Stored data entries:
______________________________

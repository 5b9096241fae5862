//! Interactive terminal workflow: collects wallet/chain/url/destination,
//! then launches a session. `clap` for invocation flags, `dialoguer` for
//! the prompts, following `0xwonj-websh`'s `websh-cli` crate (a
//! `clap`-based binary layered over a core/host library split).

use std::path::PathBuf;
use std::sync::Arc;

use anyhow::{Context, Result, bail};
use bridge_api::{Chain, ChainRegistry, WalletRecord};
use bridge_host::capture_assistant::{CaptureIdAssistant, SubprocessCaptureIdAssistant};
use bridge_host::{
    ApproverBus, BrowserRuntime, CaptureBridge, CaptureConfig, CaptureTrigger, RpcDispatcher, WalletStore,
};
use bridge_host::session_log::SessionLog;
use chrono::Utc;
use dialoguer::{Input, Select};
use dialoguer::theme::ColorfulTheme;
use tracing::info;

pub struct WorkflowArgs {
    pub config_dir: PathBuf,
}

pub fn run(args: WorkflowArgs) -> Result<()> {
    std::fs::create_dir_all(&args.config_dir).context("failed to create config directory")?;

    let wallet_store = WalletStore::new(&args.config_dir);
    let wallet = select_wallet(&wallet_store)?;
    let chain = select_chain()?;
    let url: String = Input::with_theme(&ColorfulTheme::default())
        .with_prompt("Target URL")
        .default("https://example.com".to_string())
        .interact_text()
        .context("failed to read target url")?;

    let capture_id = SubprocessCaptureIdAssistant::new("uuidgen", vec![])
        .next_capture_id()
        .unwrap_or_else(|_| format!("u-{}", Utc::now().timestamp_millis()));

    let config = CaptureConfig::new(wallet.clone(), chain.clone(), url.clone(), capture_id.clone());

    let logs_dir = args.config_dir.join("logs");
    let mut log = SessionLog::start(&logs_dir, Utc::now()).context("failed to start session log")?;
    log.log(
        Utc::now(),
        &format!(
            "wallet {} on chain {} (capture {}, endpoint {})",
            config.wallet.address, config.chain.name, config.capture_id, config.figma_endpoint
        ),
    )?;

    let approver = Arc::new(ApproverBus::new());

    let dispatcher = Arc::new(RpcDispatcher::new(wallet, chain, approver.clone()));
    let capture = Arc::new(CaptureBridge::new());

    let log_events = Arc::new(std::sync::Mutex::new(log));

    info!(url = %config.url, "starting browser session");
    let events_for_runtime = log_events.clone();
    let result = BrowserRuntime::launch(
        &config.url,
        dispatcher,
        capture,
        config.capture_id.clone(),
        move |event| {
            info!(?event, "runtime event");
            if let Ok(mut log) = events_for_runtime.lock() {
                let _ = log.log(Utc::now(), &format!("{event:?}"));
            }
        },
        move |trigger| spawn_terminal_controller(approver, trigger),
    );

    let log = Arc::try_unwrap(log_events)
        .map_err(|_| anyhow::anyhow!("session log still referenced after browser close"))?
        .into_inner()
        .map_err(|_| anyhow::anyhow!("session log mutex poisoned"))?;
    log.finish(Utc::now())?;
    result.map_err(|e| anyhow::anyhow!("browser session failed: {e}"))
}

fn select_wallet(store: &WalletStore) -> Result<WalletRecord> {
    let existing = store.load().context("failed to load wallet store")?;

    let mut options: Vec<String> = existing
        .iter()
        .map(|w| format!("{} ({})", w.name, w.address))
        .collect();
    options.push("Create a new wallet".to_string());
    options.push("Import a private key".to_string());
    options.push("Use an ephemeral (unsaved) wallet".to_string());

    let choice = Select::with_theme(&ColorfulTheme::default())
        .with_prompt("Select a wallet")
        .items(&options)
        .default(0)
        .interact()
        .context("failed to read wallet selection")?;

    if choice < existing.len() {
        return Ok(existing[choice].clone());
    }

    match choice - existing.len() {
        0 => {
            let name: String = Input::with_theme(&ColorfulTheme::default())
                .with_prompt("Wallet name")
                .interact_text()?;
            store.create(name).map_err(|e| anyhow::anyhow!(e))
        }
        1 => {
            let name: String = Input::with_theme(&ColorfulTheme::default())
                .with_prompt("Wallet name")
                .interact_text()?;
            let key: String = Input::with_theme(&ColorfulTheme::default())
                .with_prompt("Private key (0x-prefixed)")
                .interact_text()?;
            store.import(name, &key).map_err(|e| anyhow::anyhow!(e))
        }
        2 => Ok(store.create_ephemeral("ephemeral")),
        _ => bail!("unreachable wallet selection"),
    }
}

fn select_chain() -> Result<Chain> {
    let builtin = ChainRegistry::all();
    let mut options: Vec<String> = builtin.iter().map(|c| format!("{} ({})", c.name, c.hex_id())).collect();
    options.push("Custom chain".to_string());

    let choice = Select::with_theme(&ColorfulTheme::default())
        .with_prompt("Select a chain")
        .items(&options)
        .default(0)
        .interact()
        .context("failed to read chain selection")?;

    if choice < builtin.len() {
        return Ok(builtin[choice].clone());
    }

    let id: u64 = Input::<u64>::with_theme(&ColorfulTheme::default())
        .with_prompt("Chain id")
        .interact_text()?;
    let name: String = Input::with_theme(&ColorfulTheme::default())
        .with_prompt("Chain name")
        .interact_text()?;
    let rpc: String = Input::with_theme(&ColorfulTheme::default())
        .with_prompt("RPC URL")
        .interact_text()?;
    Chain::new(id, name, rpc).map_err(|e| anyhow::anyhow!(e))
}

/// Drives both the approval prompt and the capture-injection trigger from
/// a single stdin reader, so the two don't race over terminal input: a
/// background thread forwards lines to this task, which treats a line as
/// an approve/reject answer whenever a request is outstanding, and as a
/// `capture` command otherwise. Satisfies the approver bus's
/// single-listener contract (`attach()` replaces any previous listener).
fn spawn_terminal_controller(bus: Arc<ApproverBus>, trigger: CaptureTrigger) {
    use futures::StreamExt;

    let (line_tx, mut line_rx) = tokio::sync::mpsc::unbounded_channel::<String>();
    std::thread::spawn(move || {
        use std::io::BufRead;
        let stdin = std::io::stdin();
        for line in stdin.lock().lines().map_while(std::result::Result::ok) {
            if line_tx.send(line).is_err() {
                break;
            }
        }
    });

    let mut requests = bus.attach();
    tokio::spawn(async move {
        println!("Type `capture` at any time to inject the capture script.");
        loop {
            tokio::select! {
                request = requests.next() => {
                    let Some(request) = request else { break };
                    println!("\nApproval requested for {}", request.method);
                    for (key, value) in &request.display {
                        println!("  {key}: {value}");
                    }
                    println!("Approve? [y/N]");
                    match line_rx.recv().await.as_deref() {
                        Some(answer) if answer.trim().eq_ignore_ascii_case("y") => request.approve(),
                        _ => request.reject("user declined".to_string()),
                    }
                }
                line = line_rx.recv() => {
                    if matches!(line, Some(text) if text.trim().eq_ignore_ascii_case("capture")) {
                        trigger.fire();
                    }
                }
            }
        }
    });
}
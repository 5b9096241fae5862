use alloy::signers::local::PrivateKeySigner;
use serde::{Deserialize, Serialize};

use crate::error::{Error, Result};

/// A named key pair, persisted verbatim in the wallet store file.
#[derive(Debug, Clone, PartialEq, Eq, Serialize, Deserialize)]
pub struct WalletRecord {
    pub name: String,
    pub address: String,
    #[serde(rename = "privateKey")]
    pub private_key: String,
}

impl WalletRecord {
    /// Builds a record from a name and private key, deriving the address so
    /// the two can never disagree.
    pub fn from_private_key(name: impl Into<String>, private_key: &str) -> Result<Self> {
        let signer: PrivateKeySigner = private_key
            .parse()
            .map_err(|e| Error::InvalidInput(format!("invalid private key: {e}")))?;
        Ok(Self {
            name: name.into(),
            address: format!("{:#x}", signer.address()),
            private_key: normalize_private_key(private_key),
        })
    }

    pub fn generate(name: impl Into<String>) -> Self {
        let signer = PrivateKeySigner::random();
        Self {
            name: name.into(),
            address: format!("{:#x}", signer.address()),
            private_key: format!("0x{}", hex::encode(signer.to_bytes())),
        }
    }

    pub fn signer(&self) -> Result<PrivateKeySigner> {
        self.private_key
            .parse()
            .map_err(|e| Error::InvalidInput(format!("invalid private key: {e}")))
    }
}

fn normalize_private_key(key: &str) -> String {
    let lower = key.to_ascii_lowercase();
    if lower.starts_with("0x") {
        lower
    } else {
        format!("0x{lower}")
    }
}

#[cfg(test)]
mod tests {
    use super::*;

    #[test]
    fn address_is_derived_from_private_key() {
        assert!(WalletRecord::from_private_key("bad", "0xnotahexkey").is_err());

        let valid = "0000000000000000000000000000000000000000000000000000000000000001";
        let record = WalletRecord::from_private_key("w", &format!("0x{valid}")).unwrap();
        assert!(record.address.starts_with("0x"));
        assert_eq!(record.private_key, format!("0x{valid}"));
    }

    #[test]
    fn generated_wallet_has_matching_signer() {
        let record = WalletRecord::generate("eph");
        let signer = record.signer().unwrap();
        assert_eq!(format!("{:#x}", signer.address()), record.address);
    }
}
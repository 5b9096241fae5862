pub mod chain;
pub mod display;
pub mod error;
pub mod method;
pub mod wallet;

pub use chain::{Chain, ChainRegistry};
pub use error::{Error, Result};
pub use method::{MethodClass, classify};
pub use wallet::WalletRecord;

______________________________

WORK TO COMPLETE:
Please copy the lines above from the line with "self.private_key" up to and including the line with "#[cfg(test)]", exactly as written and with nothing else.

ANSWER BELOW:
        self.private_key
            .parse()
            .map_err(|e| Error::InvalidInput(format!("invalid private key: {e}")))
    }
}

fn normalize_private_key(key: &str) -> String {
    let lower = key.to_ascii_lowercase();
    if lower.starts_with("0x") {
        lower
    } else {
        format!("0x{lower}")
    }
}

#[cfg(test)]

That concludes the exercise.